Taking their name from the Japanese word “kei-jidōsha,” which means a light truck, kei cars were developed after World War II to stimulate Japan’s automotive industry and encourage car ownership, with the vehicles qualifying for lower road taxes and insurance premiums.

They’re not a brand by themselves, but rather a vehicle class — restrained by size and power — manufactured by several Japanese companies, including Honda, Suzuki and Daihatsu. Both gas and electric variants are available.

“The Japanese government has actively promoted kei cars as part of its national policy,” said Shigeru Matsumoto, an economics professor at the Aoyama Gakuin University in Tokyo. “Although kei cars are not well-suited for long-distance driving, they are frequently used for daily errands.”

In rural Japan where roads are narrow, these compact cars are often purchased as a second vehicle and are particularly popular among women, Matsumoto said.

They remain a rare sight in the U.S., but demand for imports has steadily increased, Japanese export data shows, partly due to cheaper maintenance and lower running costs.

McChristian said he bought his for $900 at an auction in Japan nearly three years ago. Even after paying another $2,500 in shipping fees, he said, “you’re not going to find anything in the new or used U.S. market that has so much utility and reliability for such a low price.”

But there are bigger hurdles than just consumer behavior for hopes of kei cars breaking into the U.S. market. The cars fall short of federal vehicle safety standards, with many lacking even air bags. That means getting a hand on one is difficult, with imports only allowed under an exemption for cars more than 25 years old.

Even then, a patchwork of state laws take differing approaches to their use, with some states barring them from public roads or restricting them to low-speed neighborhood streets. Lone Star Kei, an advocacy group of which McChristian is president, has fought for legal changes in Texas and elsewhere.

Trump’s interest in kei cars appears to be about manufacturing similar small-sized cars in the U.S. rather than easing the process of importing them from Japan.

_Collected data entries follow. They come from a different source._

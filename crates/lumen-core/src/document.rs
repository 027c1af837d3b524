//! JSON tree documents.
//!
//! An element is an object with a `type` (tag name) or a `component`
//! (composite component name), optional `props`, and optional `children`:
//!
//! ```json
//! { "type": "figure", "children": [
//!     { "type": "img", "props": { "src": "cat.png", "alt": "A cat" } },
//!     "A caption"
//! ] }
//! ```
//!
//! String children become text. Any other child that is not an element
//! object is kept as an opaque value, which the engine skips.

use std::path::Path;

use serde_json::Value;

use crate::types::{Child, DocumentError, Node, NodeKind, PropValue, Props};

/// Parse a document from JSON text.
pub fn parse_document(src: &str) -> Result<Node, DocumentError> {
    let value: Value = serde_json::from_str(src)?;
    node_from_value(&value)
}

/// Read and parse a document file.
pub fn load_document(path: &Path) -> Result<Node, DocumentError> {
    let src = std::fs::read_to_string(path)?;
    parse_document(&src)
}

/// Convert an already-parsed JSON value. The value itself must be an element.
pub fn node_from_value(value: &Value) -> Result<Node, DocumentError> {
    convert(value, "$")
}

fn element_kind(value: &Value) -> Option<NodeKind> {
    let obj = value.as_object()?;
    if let Some(tag) = obj.get("type").and_then(Value::as_str) {
        return Some(NodeKind::element(tag));
    }
    obj.get("component")
        .and_then(Value::as_str)
        .map(|name| NodeKind::Component(name.to_string()))
}

fn convert(value: &Value, path: &str) -> Result<Node, DocumentError> {
    let kind = element_kind(value).ok_or_else(|| DocumentError::NotAnElement {
        path: path.to_string(),
    })?;

    let props = match value.get("props") {
        None | Some(Value::Null) => Props::new(),
        Some(Value::Object(map)) => map
            .iter()
            .map(|(k, v)| (k.clone(), PropValue::from_json(k, v)))
            .collect(),
        Some(_) => {
            return Err(DocumentError::InvalidProps {
                path: path.to_string(),
            })
        }
    };

    let raw_children: &[Value] = match value.get("children") {
        None | Some(Value::Null) => &[],
        Some(Value::Array(items)) => items,
        Some(single) => std::slice::from_ref(single),
    };

    let mut children = Vec::with_capacity(raw_children.len());
    for (i, raw) in raw_children.iter().enumerate() {
        let child = match raw {
            Value::String(text) => Child::Text(text.clone()),
            other if element_kind(other).is_some() => {
                Child::Node(convert(other, &format!("{path}.children[{i}]"))?)
            }
            other => Child::Opaque(PropValue::from_json("", other)),
        };
        children.push(child);
    }

    Ok(Node {
        kind,
        props,
        children,
    })
}
use std::collections::BTreeMap;

use serde::{Deserialize, Serialize, Serializer};

/// A heading level, `1..=6` (`h1`..`h6`).
#[derive(Debug, Clone, Copy, PartialEq, Eq, PartialOrd, Ord, Hash)]
pub struct HeadingLevel(u8);

impl HeadingLevel {
    const NAMES: [&'static str; 6] = ["h1", "h2", "h3", "h4", "h5", "h6"];

    pub fn new(level: u8) -> Option<Self> {
        (1..=6).contains(&level).then_some(Self(level))
    }

    pub fn get(self) -> u8 {
        self.0
    }

    fn name(self) -> &'static str {
        Self::NAMES[usize::from(self.0 - 1)]
    }
}

/// Element tags known by name. Anything else lands in `Other`.
#[derive(Debug, Clone, PartialEq, Eq, Hash)]
pub enum Tag {
    Heading(HeadingLevel),
    Img,
    A,
    Button,
    Input,
    Select,
    Textarea,
    Label,
    Form,
    Table,
    Thead,
    Tbody,
    Tr,
    Th,
    Td,
    Main,
    Nav,
    Header,
    Footer,
    Aside,
    Div,
    Span,
    P,
    Other(String),
}

impl Tag {
    pub fn parse(name: &str) -> Self {
        match name {
            "img" => Tag::Img,
            "a" => Tag::A,
            "button" => Tag::Button,
            "input" => Tag::Input,
            "select" => Tag::Select,
            "textarea" => Tag::Textarea,
            "label" => Tag::Label,
            "form" => Tag::Form,
            "table" => Tag::Table,
            "thead" => Tag::Thead,
            "tbody" => Tag::Tbody,
            "tr" => Tag::Tr,
            "th" => Tag::Th,
            "td" => Tag::Td,
            "main" => Tag::Main,
            "nav" => Tag::Nav,
            "header" => Tag::Header,
            "footer" => Tag::Footer,
            "aside" => Tag::Aside,
            "div" => Tag::Div,
            "span" => Tag::Span,
            "p" => Tag::P,
            other => match other.as_bytes() {
                [b'h', d @ b'1'..=b'6'] => match HeadingLevel::new(d - b'0') {
                    Some(level) => Tag::Heading(level),
                    None => Tag::Other(other.to_string()),
                },
                _ => Tag::Other(other.to_string()),
            },
        }
    }


    pub fn as_str(&self) -> &str {
        match self {
            Tag::Heading(level) => level.name(),
            Tag::Img => "img",
            Tag::A => "a",
            Tag::Button => "button",
            Tag::Input => "input",
            Tag::Select => "select",
            Tag::Textarea => "textarea",
            Tag::Label => "label",
            Tag::Form => "form",
            Tag::Table => "table",
            Tag::Thead => "thead",
            Tag::Tbody => "tbody",
            Tag::Tr => "tr",
            Tag::Th => "th",
            Tag::Td => "td",
            Tag::Main => "main",
            Tag::Nav => "nav",
            Tag::Header => "header",
            Tag::Footer => "footer",
            Tag::Aside => "aside",
            Tag::Div => "div",
            Tag::Span => "span",
            Tag::P => "p",
            Tag::Other(name) => name,
        }
    }

    pub fn heading_level(&self) -> Option<u8> {
        match self {
            Tag::Heading(level) => Some(level.get()),
            _ => None,
        }
    }

    /// Sectioning tags that open a landmark region.
    pub fn is_landmark(&self) -> bool {
        matches!(
            self,
            Tag::Main | Tag::Nav | Tag::Header | Tag::Footer | Tag::Aside
        )
    }

    pub fn is_interactive(&self) -> bool {
        matches!(self, Tag::Button | Tag::A | Tag::Input | Tag::Select)
    }
}

impl std::fmt::Display for Tag {
    fn fmt(&self, f: &mut std::fmt::Formatter<'_>) -> std::fmt::Result {
        f.write_str(self.as_str())
    }
}

/// What a node is: a plain element, or a composite component whose
/// internals are not inspectable.
#[derive(Debug, Clone, PartialEq, Eq, Hash)]
pub enum NodeKind {
    Element(Tag),
    Component(String),
}

impl NodeKind {
    pub fn element(name: &str) -> Self {
        NodeKind::Element(Tag::parse(name))
    }

    pub fn tag(&self) -> Option<&Tag> {
        match self {
            NodeKind::Element(tag) => Some(tag),
            NodeKind::Component(_) => None,
        }
    }

    /// Label used in violation snapshots: the tag name, or `Component`.
    pub fn label(&self) -> &str {
        match self {
            NodeKind::Element(tag) => tag.as_str(),
            NodeKind::Component(_) => "Component",
        }
    }
}

impl std::fmt::Display for NodeKind {
    fn fmt(&self, f: &mut std::fmt::Formatter<'_>) -> std::fmt::Result {
        match self {
            NodeKind::Element(tag) => f.write_str(tag.as_str()),
            NodeKind::Component(name) => write!(f, "<{name}>"),
        }
    }
}

/// Violation severity, ordered from least to most severe.
#[derive(Debug, Clone, Copy, PartialEq, Eq, PartialOrd, Ord, Hash, Serialize, Deserialize)]
#[serde(rename_all = "lowercase")]
pub enum Severity {
    Info,
    Warning,
    Error,
}

impl Severity {
    pub fn as_str(&self) -> &'static str {
        match self {
            Severity::Info => "info",
            Severity::Warning => "warning",
            Severity::Error => "error",
        }
    }
}

impl std::fmt::Display for Severity {
    fn fmt(&self, f: &mut std::fmt::Formatter<'_>) -> std::fmt::Result {
        f.write_str(self.as_str())
    }
}

impl std::str::FromStr for Severity {
    type Err = String;

    fn from_str(s: &str) -> Result<Self, Self::Err> {
        match s.to_ascii_lowercase().as_str() {
            "info" => Ok(Severity::Info),
            "warning" | "warn" => Ok(Severity::Warning),
            "error" => Ok(Severity::Error),
            other => Err(format!("unknown severity '{other}'")),
        }
    }
}

/// A single property value.
///
/// Event handlers carry no payload: rules only ever ask whether one is
/// attached.
#[derive(Debug, Clone, PartialEq)]
pub enum PropValue {
    Null,
    Bool(bool),
    Number(f64),
    Text(String),
    Handler,
    List(Vec<PropValue>),
    Map(BTreeMap<String, PropValue>),
}

impl PropValue {
    /// JavaScript-style truthiness, which is what markup authors expect.
    pub fn is_truthy(&self) -> bool {
        match self {
            PropValue::Null => false,
            PropValue::Bool(b) => *b,
            PropValue::Number(n) => *n != 0.0 && !n.is_nan(),
            PropValue::Text(s) => !s.is_empty(),
            PropValue::Handler | PropValue::List(_) | PropValue::Map(_) => true,
        }
    }

    pub fn as_str(&self) -> Option<&str> {
        match self {
            PropValue::Text(s) => Some(s),
            _ => None,
        }
    }

    /// Look up a key inside a `Map` value (e.g. a `style` object).
    pub fn get(&self, key: &str) -> Option<&PropValue> {
        match self {
            PropValue::Map(map) => map.get(key),
            _ => None,
        }
    }

    /// Convert a JSON value. `key` decides whether a value marks an event handler.
    pub fn from_json(key: &str, value: &serde_json::Value) -> Self {
        use serde_json::Value;
        if is_handler_key(key) && matches!(value, Value::String(_) | Value::Bool(true)) {
            return PropValue::Handler;
        }
        match value {
            Value::Null => PropValue::Null,
            Value::Bool(b) => PropValue::Bool(*b),
            Value::Number(n) => PropValue::Number(n.as_f64().unwrap_or(f64::NAN)),
            Value::String(s) => PropValue::Text(s.clone()),
            Value::Array(items) => {
                PropValue::List(items.iter().map(|v| PropValue::from_json("", v)).collect())
            }
            Value::Object(map) => PropValue::Map(
                map.iter()
                    .map(|(k, v)| (k.clone(), PropValue::from_json(k, v)))
                    .collect(),
            ),
        }
    }
}

/// Largest magnitude at which every integer is exactly representable as f64.
const MAX_SAFE_INTEGER: f64 = 9_007_199_254_740_991.0;

/// `onClick`, `onKeyDown`, ... : `on` followed by an uppercase letter.
pub fn is_handler_key(key: &str) -> bool {
    let mut chars = key.chars();
    chars.next() == Some('o')
        && chars.next() == Some('n')
        && chars.next().is_some_and(|c| c.is_ascii_uppercase())
}

impl Serialize for PropValue {
    fn serialize<S: Serializer>(&self, serializer: S) -> Result<S::Ok, S::Error> {
        match self {
            PropValue::Null => serializer.serialize_none(),
            PropValue::Bool(b) => serializer.serialize_bool(*b),
            // Integral values go back out as integers, as they came in.
            PropValue::Number(n) if n.fract() == 0.0 && n.abs() <= MAX_SAFE_INTEGER => {
                serializer.serialize_i64(*n as i64)
            }
            PropValue::Number(n) => serializer.serialize_f64(*n),
            PropValue::Text(s) => serializer.serialize_str(s),
            PropValue::Handler => serializer.serialize_str("[handler]"),
            PropValue::List(items) => items.serialize(serializer),
            PropValue::Map(map) => map.serialize(serializer),
        }
    }
}

impl From<&str> for PropValue {
    fn from(s: &str) -> Self {
        PropValue::Text(s.to_string())
    }
}

impl From<String> for PropValue {
    fn from(s: String) -> Self {
        PropValue::Text(s)
    }
}

impl From<bool> for PropValue {
    fn from(b: bool) -> Self {
        PropValue::Bool(b)
    }
}

impl From<f64> for PropValue {
    fn from(n: f64) -> Self {
        PropValue::Number(n)
    }
}

impl From<i32> for PropValue {
    fn from(n: i32) -> Self {
        PropValue::Number(f64::from(n))
    }
}

impl<const N: usize> From<[(&str, &str); N]> for PropValue {
    fn from(entries: [(&str, &str); N]) -> Self {
        PropValue::Map(
            entries
                .into_iter()
                .map(|(k, v)| (k.to_string(), PropValue::from(v)))
                .collect(),
        )
    }
}

/// The property bag of a node. Any key may be present.
#[derive(Debug, Clone, Default, PartialEq, Serialize)]
#[serde(transparent)]
pub struct Props(BTreeMap<String, PropValue>);

impl Props {
    pub fn new() -> Self {
        Self::default()
    }

    pub fn insert(&mut self, key: impl Into<String>, value: impl Into<PropValue>) {
        self.0.insert(key.into(), value.into());
    }

    pub fn get(&self, key: &str) -> Option<&PropValue> {
        self.0.get(key)
    }

    pub fn contains(&self, key: &str) -> bool {
        self.0.contains_key(key)
    }

    /// True when the key is present and truthy.
    pub fn truthy(&self, key: &str) -> bool {
        self.get(key).is_some_and(PropValue::is_truthy)
    }

    pub fn str(&self, key: &str) -> Option<&str> {
        self.get(key).and_then(PropValue::as_str)
    }

    pub fn iter(&self) -> impl Iterator<Item = (&String, &PropValue)> {
        self.0.iter()
    }

    pub fn len(&self) -> usize {
        self.0.len()
    }

    pub fn is_empty(&self) -> bool {
        self.0.is_empty()
    }
}

impl FromIterator<(String, PropValue)> for Props {
    fn from_iter<I: IntoIterator<Item = (String, PropValue)>>(iter: I) -> Self {
        Props(iter.into_iter().collect())
    }
}

/// One entry in a node's child list. Only `Node` children are walked.
#[derive(Debug, Clone, PartialEq)]
pub enum Child {
    Node(Node),
    Text(String),
    Opaque(PropValue),
}

impl Child {
    pub fn as_node(&self) -> Option<&Node> {
        match self {
            Child::Node(node) => Some(node),
            _ => None,
        }
    }

    fn is_truthy(&self) -> bool {
        match self {
            Child::Node(_) => true,
            Child::Text(s) => !s.is_empty(),
            Child::Opaque(v) => v.is_truthy(),
        }
    }
}

/// One element of the inspected UI tree.
#[derive(Debug, Clone, PartialEq)]
pub struct Node {
    pub kind: NodeKind,
    pub props: Props,
    pub children: Vec<Child>,
}

impl Node {
    pub fn new(kind: NodeKind) -> Self {
        Self {
            kind,
            props: Props::new(),
            children: Vec::new(),
        }
    }

    /// An element node, e.g. `Node::element("img")`.
    pub fn element(name: &str) -> Self {
        Self::new(NodeKind::element(name))
    }

    pub fn component(name: &str) -> Self {
        Self::new(NodeKind::Component(name.to_string()))
    }

    pub fn prop(mut self, key: &str, value: impl Into<PropValue>) -> Self {
        self.props.insert(key, value);
        self
    }

    /// Attach an event handler marker under `key` (e.g. `onClick`).
    pub fn handler(mut self, key: &str) -> Self {
        self.props.insert(key, PropValue::Handler);
        self
    }

    pub fn child(mut self, node: Node) -> Self {
        self.children.push(Child::Node(node));
        self
    }

    pub fn text(mut self, text: &str) -> Self {
        self.children.push(Child::Text(text.to_string()));
        self
    }

    pub fn tag(&self) -> Option<&Tag> {
        self.kind.tag()
    }

    pub fn is_element(&self) -> bool {
        matches!(self.kind, NodeKind::Element(_))
    }

    /// Direct children that are nodes, in order.
    pub fn child_nodes(&self) -> impl Iterator<Item = &Node> {
        self.children.iter().filter_map(Child::as_node)
    }

    /// Whether the node has any truthy child content.
    pub fn has_children(&self) -> bool {
        self.children.iter().any(Child::is_truthy)
    }

    /// The text of a node whose only child is a single text run.
    pub fn text_content(&self) -> Option<&str> {
        match self.children.as_slice() {
            [Child::Text(text)] => Some(text),
            _ => None,
        }
    }

    /// Number of nodes in this subtree, including `self`.
    pub fn subtree_len(&self) -> usize {
        1 + self.child_nodes().map(Node::subtree_len).sum::<usize>()
    }
}

/// Errors that can occur while loading a tree document.
#[derive(Debug, thiserror::Error)]
pub enum DocumentError {
    #[error("failed to read document: {0}")]
    Io(#[from] std::io::Error),

    #[error("invalid JSON: {0}")]
    Json(#[from] serde_json::Error),

    #[error("expected an element object at {path}")]
    NotAnElement { path: String },

    #[error("props at {path} must be an object")]
    InvalidProps { path: String },
}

Among the major kei car manufacturers, few have existing large-scale car manufacturing operations in the U.S.

Mike Smitka, emeritus professor of economics at Washington and Lee University, pointed out the decline in sales of existing small cars across the U.S., adding that there was a “real barrier on the cost side of manufacturers.”

“You would have to make a car from scratch at the assembly plant level that would meet U.S. specifications, because retrofitting is brutally expensive,” he said.

A U.S.-manufactured kei-style car would easily soar past the typical $10,000 price tag in Japan, Smitka and others say.

Legal hurdles to a kei-style revolution could theoretically be swept away if Congress amends the Safety Act or passes new legislation encouraging their use.

“I am not holding my breath on this one,” Sadek said.

Another pathway would be for the federal government to update safety standards, but Sadek said that “changing a federal rule simply takes time.”

Even if those changes are made, hopes of U.S. cities filled with kei cars seem distant. “The reality is that this type of car would be in almost every case of the second or third car the American family would own,” Thomas Prusa, an economics professor at Rutgers University, said.

There could be a case to be made for dense cities like New York or Chicago or retirement communities in Florida, which have already adopted golf carts, to use such cars, Prusa said.

“You could imagine how much easier New York City transportation would be if all New Yorkers were driving substantially smaller vehicles,” he said. “I just don’t see in the United States that this fits right currently with the American culture.”